The conventional wisdom accepted by almost everyone is that what Obama will propose tonight is a break from what he's done in the past. The centerpiece for that assumption is that he will talk about an increase in taxes on the wealthy in order to pay for programs that assist the poor and middle class.
But is this really something new for President Obama? Let me give you three examples of where he's done it before:
- Obamacare takes revenue mostly from the wealthy to pay for assistance for the poor and middle class - in other words, it is redistributive.
- The reason Republicans walked away from a Grand Bargain with President Obama is that he insisted on additional federal revenue (mostly from ending tax loopholes for corporations and the wealthy) in order to agree to their spending cuts.

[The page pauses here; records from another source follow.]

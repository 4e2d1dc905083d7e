pub mod cli;
pub mod config;
pub mod console;
pub mod crypto;
pub mod errors;
pub mod merge;
pub mod store;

- In the so-called "fiscal cliff" deal of 2012, President Obama insisted on continuing the Bush tax cuts for the middle class and elimination of them for the wealthy.
For those who buy into the conventional wisdom however, their rationales for why are fascinating. The Republican response is - of course - predictable.

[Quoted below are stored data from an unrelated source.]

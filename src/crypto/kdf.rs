//! Password-based key derivation using Argon2id.
//!
//! Argon2id is a memory-hard KDF that protects against brute-force and
//! GPU-based attacks.  Parameters are configurable via `Argon2Params`
//! (loaded from `.pwstore.toml` or sensible defaults) and are stored in
//! every database header so reopening uses the exact same settings.

use argon2::{Algorithm, Argon2, Params, Version};
use rand::RngCore;
use serde::{Deserialize, Serialize};

use crate::errors::{PwStoreError, Result};

/// Length of the salt in bytes (256 bits).
pub const SALT_LEN: usize = 32;

/// Length of the derived key in bytes (256 bits, for AES-256).
const KEY_LEN: usize = 32;

/// Minimum safe memory cost in KiB (8 MB).
pub const MIN_MEMORY_KIB: u32 = 8_192;

/// Configurable Argon2id parameters.
#[derive(Debug, Clone, Copy, PartialEq, Eq, Serialize, Deserialize)]
pub struct Argon2Params {
    /// Memory cost in KiB (default: 65 536 = 64 MB).
    pub memory_kib: u32,
    /// Number of iterations (default: 3).
    pub iterations: u32,
    /// Parallelism lanes (default: 4).
    pub parallelism: u32,
}

impl Default for Argon2Params {
    fn default() -> Self {
        Self {
            memory_kib: 65_536,
            iterations: 3,
            parallelism: 4,
        }
    }
}

impl Argon2Params {
    /// The cheapest parameters `derive_master_key` accepts.
    pub fn minimum() -> Self {
        Self {
            memory_kib: MIN_MEMORY_KIB,
            iterations: 1,
            parallelism: 1,
        }
    }
}

/// Derive a 32-byte master key with explicit Argon2id parameters.
///
/// The same password + salt + params will always produce the same key.
/// Enforces minimum Argon2 parameters to prevent dangerously weak KDF settings.
pub fn derive_master_key(
    password: &[u8],
    salt: &[u8],
    argon2_params: &Argon2Params,
) -> Result<[u8; KEY_LEN]> {
    if argon2_params.memory_kib < MIN_MEMORY_KIB {
        return Err(PwStoreError::KeyDerivationFailed(format!(
            "Argon2 memory_kib must be at least {MIN_MEMORY_KIB} (got {})",
            argon2_params.memory_kib
        )));
    }
    if argon2_params.iterations < 1 {
        return Err(PwStoreError::KeyDerivationFailed(
            "Argon2 iterations must be at least 1".into(),
        ));
    }
    if argon2_params.parallelism < 1 {
        return Err(PwStoreError::KeyDerivationFailed(
            "Argon2 parallelism must be at least 1".into(),
        ));
    }

    let params = Params::new(
        argon2_params.memory_kib,
        argon2_params.iterations,
        argon2_params.parallelism,
        Some(KEY_LEN),
    )
    .map_err(|e| PwStoreError::KeyDerivationFailed(format!("invalid Argon2 params: {e}")))?;

    let argon2 = Argon2::new(Algorithm::Argon2id, Version::V0x13, params);

    let mut key = [0u8; KEY_LEN];
    argon2
        .hash_password_into(password, salt, &mut key)
        .map_err(|e| PwStoreError::KeyDerivationFailed(format!("Argon2id hashing failed: {e}")))?;

    Ok(key)
}

/// Generate a cryptographically random 32-byte salt.
pub fn generate_salt() -> [u8; SALT_LEN] {
    let mut salt = [0u8; SALT_LEN];
    rand::rng().fill_bytes(&mut salt);
    salt
}

#[cfg(test)]
mod tests {
    use super::*;

    #[test]
    fn same_inputs_derive_same_key() {
        let salt = [7u8; SALT_LEN];
        let params = Argon2Params::minimum();
        let k1 = derive_master_key(b"hunter2", &salt, &params).unwrap();
        let k2 = derive_master_key(b"hunter2", &salt, &params).unwrap();
        assert_eq!(k1, k2);
    }

    #[test]
    fn different_password_derives_different_key() {
        let salt = [7u8; SALT_LEN];
        let params = Argon2Params::minimum();
        let k1 = derive_master_key(b"hunter2", &salt, &params).unwrap();
        let k2 = derive_master_key(b"hunter3", &salt, &params).unwrap();
        assert_ne!(k1, k2);
    }

    #[test]
    fn rejects_weak_memory_cost() {
        let params = Argon2Params {
            memory_kib: 1024,
            ..Argon2Params::minimum()
        };
        assert!(derive_master_key(b"pw", &[0u8; SALT_LEN], &params).is_err());
    }

    #[test]
    fn salts_are_random() {
        assert_ne!(generate_salt(), generate_salt());
    }
}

Republicans cast Mr. Obama’s slow-motion rollout of his State of the Union agenda in recent weeks as the desperate flailing of a lame-duck president who has not come to grips with the electorate’s decision in November or the fact that the opposition now controls the Senate as well as the House. In defying reality, they said, he simply wants to return to the tax-and-spending ways of the past.But when it comes to the President's overall response to the 2014 midterms, I find myself in the odd position of agreeing with conservative pundit Byron York.
“I see this as the president returning to the theme of class warfare,” said Representative Adam Kinzinger, Republican of Illinois. “It may have been effective in 2012, but I don’t find it to be effective anymore. I think, frankly, he’s out of ideas if he is unwilling to work with Republicans, and I think he is unwilling to work with Republicans.”
"The reason he is being aggressive is that he knows he can generate a response," says a well-connected Republican strategist. "When he does an executive order, what he is trying to do is generate a response so that the entire conversation is about what he did — so that he has defined the agenda."On the other side of the political spectrum, progressives are announcing for the 157th time (just kidding, I made that number up - but it has happened a lot in the last 6 years) that President Obama has FINALLY come to his senses. Tim Mak captures that one with a quote from David Greenberg.
Likewise, when Obama, facing a newly-empowered conservative Congress, uses his State of the Union speech to propose a tax plan the liberal columnist E.J. Dionne calls "genuinely redistributive," he is trying to dictate the terms of the debate with a powerful adversary. Of course Obama knows his plan is anathema to Republicans, but if they debate the president on his terms, he makes progress.
And in previous State of the Union addresses, argued Greenberg, President Obama has laid out points of potential compromise — only to find the negotiating window shifting to the right when Republicans made stronger demands.Spare me...please!
“Obama has made the mistake a lot over his initial years by opening with a compromise bid, and Republicans would counter with their maximum bid,” he said. “Obama may have finally figured out that it's better to open with your maximum bid.”
Here is how Jared Bernstein sees it:
For years, he [Obama] had to worry about getting growth back in place following the Great Recession, and getting major legislation—health reform, Dodd-Frank—through Congress. Those measures are in place and must be defended. The recovery, while not complete, is solidly underway.Bingo gringo!!! Because that's exactly what the man himself said. Remember what he told Steve Inskeep a few weeks ago?
But the inequalities of wealth, income, and even opportunity are as embedded as ever in our economy, and the goal now must be not merely to sustain the growth we have, but to craft the policy agenda that will give the middle class, and the aspiring middle class, the chance to claim their fair share of that growth.
...I have spent six years now in this office. We have dealt with the worst economic and financial crisis since the Great Depression. We have dealt with international turmoil that we haven't seen in a lot of years.And here's how he said it in his video discussion about the upcoming SOTU speech:
And I said at the beginning of this year that 2014 would be a breakthrough year, and it was a bumpy path.
But at the end of 2014, I could look back and say we are as well-positioned today as we have been in quite some time economically, that American leadership is more needed around the world than ever before — and that is liberating in the sense that a lot of the work that we've done is now beginning to bear fruit. And it gives me an opportunity then to start focusing on some of the other hard challenges that I didn't always have the time or the capacity to get to earlier in my presidency...
But what is true is that I'm in a position now where, with the economy relatively strong, with us having lowered the deficit, with us having strong growth and job growth, for the first time us starting to see wages ticking up, with inflation low, with energy production high — now I have the ability to focus on some long-term projects, including making sure that everybody is benefiting from this growth and not just some.
Over the last six years, we have been weighed down by the legacy of the worst financial crisis since the Great Depression. And because of the incredible grit and resilience of the American people, America is now in a position to really turn the page. Now that we have fought our way through the crisis, how do we make sure that everybody in this country, how do we make sure that they’re sharing in this growing economy? How do we make sure that they have the tools to succeed?